Gwynne Shotwell, president and COO of SpaceX, touched on several developments — including updates with Starlink, the recent John Deere deal, and Starship’s test flight — in addition to announcing SpaceX’s next frontier: plug and play lasers.
“We are going to roll out a capability, we call it ‘plug and plasers’ — [to] commercialize our lasers to put on other satellites systems,” Shotwell said. “We'll roll that out with our new Polaris Dawn mission coming up this summer on Dragon capsules — so we'll connect Dragon to the internet. I'm really looking forward to having communications to bases on the Moon, and Starlink around Mars.”
Shotwell referenced connecting the Dragon human spaceflight capsule to the internet, after SpaceX recently live-streamed its Starship rocket test using Starlink terminals attached to the vehicle.
On the Starlink front, Shotwell said SpaceX is not focusing on spinning it off as its own public company at this point.
“We're not focused on an IPO for Starlink right now,” she said. “We're really focused on growth, getting the network right. We're not achieving the latencies that physics would allow us to do. So we're really going to focus on the product and the service for now, and then we’ll consider something.”
Eva Berneke, CEO of Eutelsat Group, spoke to the operator’s progress with its OneWeb merger, while stressing Eutelsat’s priorities: maintaining continuity, moving toward next-gen solutions, and embracing multi-orbit strategies.
“We are now six months into the merger with OneWeb [and] we're getting into an integrated organization and also looking at what are the right CapeX plans going forward,” said Berneke. “The most important thing for us is to maintain the continuity for our customers. We have a fairly significant very significant backlog of what was $700 million and that keeps on growing.”
Berneke said that the plan for OneWeb Gen 2 constellation has been scaled back slightly in order to reduce risk on new technologies.
“How we develop Gen 2 is extremely important,” she said. “We want to make sure that we have that continuity, we also need to make sure that we deal with the technology risks that we're seeing in the market. If we want to bring all the nice gadgets into our next-gen, we might want to do it in a more stepwise approach. To try to get everything on board on a single new platform and do it as a big bang is taking too much technology risk.”
Astranis takes a different approach compared to the other Geostationary Orbit (GEO) operators, building smaller, MicroGEO satellites. The company’s first satellite Arcturus had a malfunction but has since been relocated to support Israeli satcom operator Spacecom. Astranis is now preparing for four satellites to launch later this year.

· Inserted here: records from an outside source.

//! Endpoint handlers for the service.
//!
//! This module provides response generators for every route:
//! - `/issue` (and its legacy alias) - Signed URL issuance
//! - `/health` - Liveness check
//! - `/ready` - Readiness check (credentials present)
//! - `/metrics` - Prometheus metrics export
//!
//! # Design
//!
//! Functions return `EndpointResponse` instead of writing directly to session.
//! This avoids borrow checker issues and keeps response generation testable.
//! The caller handles writing the response to the session.

use std::time::Instant;

use crate::error::IssueError;
use crate::metrics::Metrics;
use crate::pipeline::RequestContext;
use crate::signing::UrlSigner;

use super::helpers;

/// Query parameter carrying the asset path
pub const PATH_PARAM: &str = "path";

/// Query parameter carrying the transformation options
pub const OPTIONS_PARAM: &str = "options";

/// Response from an endpoint handler.
#[derive(Debug, Clone)]
pub struct EndpointResponse {
    /// HTTP status code
    pub status: u16,
    /// Content-Type header value
    pub content_type: &'static str,
    /// Additional response headers
    pub headers: Vec<(&'static str, String)>,
    /// Response body
    pub body: String,
}

impl EndpointResponse {
    /// Create a JSON response with the given status and body.
    pub fn json(status: u16, body: String) -> Self {
        Self {
            status,
            content_type: "application/json",
            headers: Vec::new(),
            body,
        }
    }

    /// Create a plain text response (for Prometheus metrics).
    pub fn prometheus(body: String) -> Self {
        Self {
            status: 200,
            content_type: "text/plain; version=0.0.4",
            headers: Vec::new(),
            body,
        }
    }

    /// Add a response header.
    pub fn with_header(mut self, name: &'static str, value: impl Into<String>) -> Self {
        self.headers.push((name, value.into()));
        self
    }

    /// Look up an additional header by name (case-insensitive).
    pub fn header(&self, name: &str) -> Option<&str> {
        self.headers
            .iter()
            .find(|(n, _)| n.eq_ignore_ascii_case(name))
            .map(|(_, v)| v.as_str())
    }
}

/// Generate response for the signed URL endpoint.
///
/// Only `GET` is served. Every failure is translated into a JSON error body;
/// nothing escapes this function as a fault.
pub fn handle_issue(
    ctx: &RequestContext,
    query: &str,
    signer: &UrlSigner,
    metrics: &Metrics,
) -> EndpointResponse {
    if ctx.method() != "GET" {
        tracing::debug!(
            request_id = %ctx.request_id(),
            method = %ctx.method(),
            "Method not allowed on issue endpoint"
        );
        return EndpointResponse::json(
            405,
            serde_json::json!({ "error": "Method not allowed" }).to_string(),
        )
        .with_header("Allow", "GET");
    }

    // Missing credentials outrank a malformed query.
    let query_params = match signer
        .ensure_configured()
        .and_then(|_| helpers::parse_query(query))
    {
        Ok(params) => params,
        Err(err) => return issue_error(ctx, None, err, metrics),
    };
    let asset_path = query_params.get(PATH_PARAM).map(String::as_str);
    let options = query_params.get(OPTIONS_PARAM).map(String::as_str);

    match signer.issue_signed_url(asset_path, options) {
        Ok(signed) => {
            metrics.increment_urls_issued();
            tracing::info!(
                request_id = %ctx.request_id(),
                asset_path = asset_path.unwrap_or_default(),
                timestamp = signed.timestamp(),
                "Issued signed URL"
            );

            let body = serde_json::json!({ "url": signed.as_str() }).to_string();
            EndpointResponse::json(200, body).with_header("Cache-Control", "no-store")
        }
        Err(err) => issue_error(ctx, asset_path, err, metrics),
    }
}

fn issue_error(
    ctx: &RequestContext,
    asset_path: Option<&str>,
    err: IssueError,
    metrics: &Metrics,
) -> EndpointResponse {
    metrics.increment_issue_error(err.kind());
    log_issue_error(ctx, asset_path, &err);
    EndpointResponse::json(err.status_code(), err.to_json_body().to_string())
}

fn log_issue_error(ctx: &RequestContext, asset_path: Option<&str>, err: &IssueError) {
    match err {
        IssueError::Input(message) => tracing::debug!(
            request_id = %ctx.request_id(),
            asset_path = asset_path.unwrap_or_default(),
            error = %message,
            "Rejected issue request"
        ),
        IssueError::Configuration(message) => tracing::error!(
            request_id = %ctx.request_id(),
            error = %message,
            "Cannot issue signed URL"
        ),
        IssueError::Internal { message, detail } => tracing::error!(
            request_id = %ctx.request_id(),
            asset_path = asset_path.unwrap_or_default(),
            error = %message,
            detail = %detail,
            "Signed URL generation failed"
        ),
    }
}

/// Generate response for /health endpoint.
///
/// Returns health status with uptime and version information.
pub fn handle_health(start_time: Instant) -> EndpointResponse {
    let uptime_seconds = start_time.elapsed().as_secs();
    let version = env!("CARGO_PKG_VERSION");

    let body = serde_json::json!({
        "status": "healthy",
        "uptime_seconds": uptime_seconds,
        "version": version
    })
    .to_string();

    EndpointResponse::json(200, body)
}

/// Generate response for /ready endpoint.
///
/// The service is ready only when it can sign, i.e. all credentials are set.
pub fn handle_ready(signer: &UrlSigner) -> EndpointResponse {
    if signer.is_configured() {
        return EndpointResponse::json(200, serde_json::json!({ "status": "ready" }).to_string());
    }

    let body = serde_json::json!({
        "status": "unavailable",
        "reason": crate::signing::signer::CREDENTIALS_NOT_CONFIGURED
    })
    .to_string();

    EndpointResponse::json(503, body)
}

/// Generate response for /metrics endpoint.
pub fn handle_metrics(metrics: &Metrics) -> EndpointResponse {
    EndpointResponse::prometheus(metrics.export_prometheus())
}

/// Generate response for unknown routes.
pub fn handle_not_found() -> EndpointResponse {
    EndpointResponse::json(404, serde_json::json!({ "error": "Not found" }).to_string())
}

“This is obviously a big year for us,” said Astranis CEO John Gedmark. “We think Arcturus performed extremely well as a first-of-its-kind new class of satellite. We learned a lot, and we had a number of systems that went extremely well and are working perfectly. We had a vendor-supplied component that we had challenges with [and] we learned a lot from that. We'll be launching four satellites on the dedicated Falcon Nine later this year and then another five satellites not too long after that.”
Gedmark added that Astranis plans to launch more satellites to GEO in the next couple of years than the rest of the industry combined.
Telesat CEO Daniel Goldberg addressed the size of its planned 198-satellite Lightspeed network compared the larger scope of other LEO constellations.
“Is 198 satellites enough? Yes, certainly to get started,” said Goldberg. “With 198 satellites we’ll have terabytes and terabytes of fully global, highly capable, affordable, secure, resilient broadband connectivity. Certainly 198 gives us a very capable network that will allow us to bring a phenomenal value proposition to the different verticals that we're focused on.”
However, it “doesn't have to stop at 198,” Goldberg added. “We certainly have the regulatory headroom to grow the constellation significantly from there.”
In addition to the capacity and growth, the topic of meeting broadband demands – especially among consumers in underserved areas of the world – was perhaps the biggest area of consensus. Speakers agreed there’s still a huge need for more than one or two service providers to offer connectivity – as well as room for more industry consolidation.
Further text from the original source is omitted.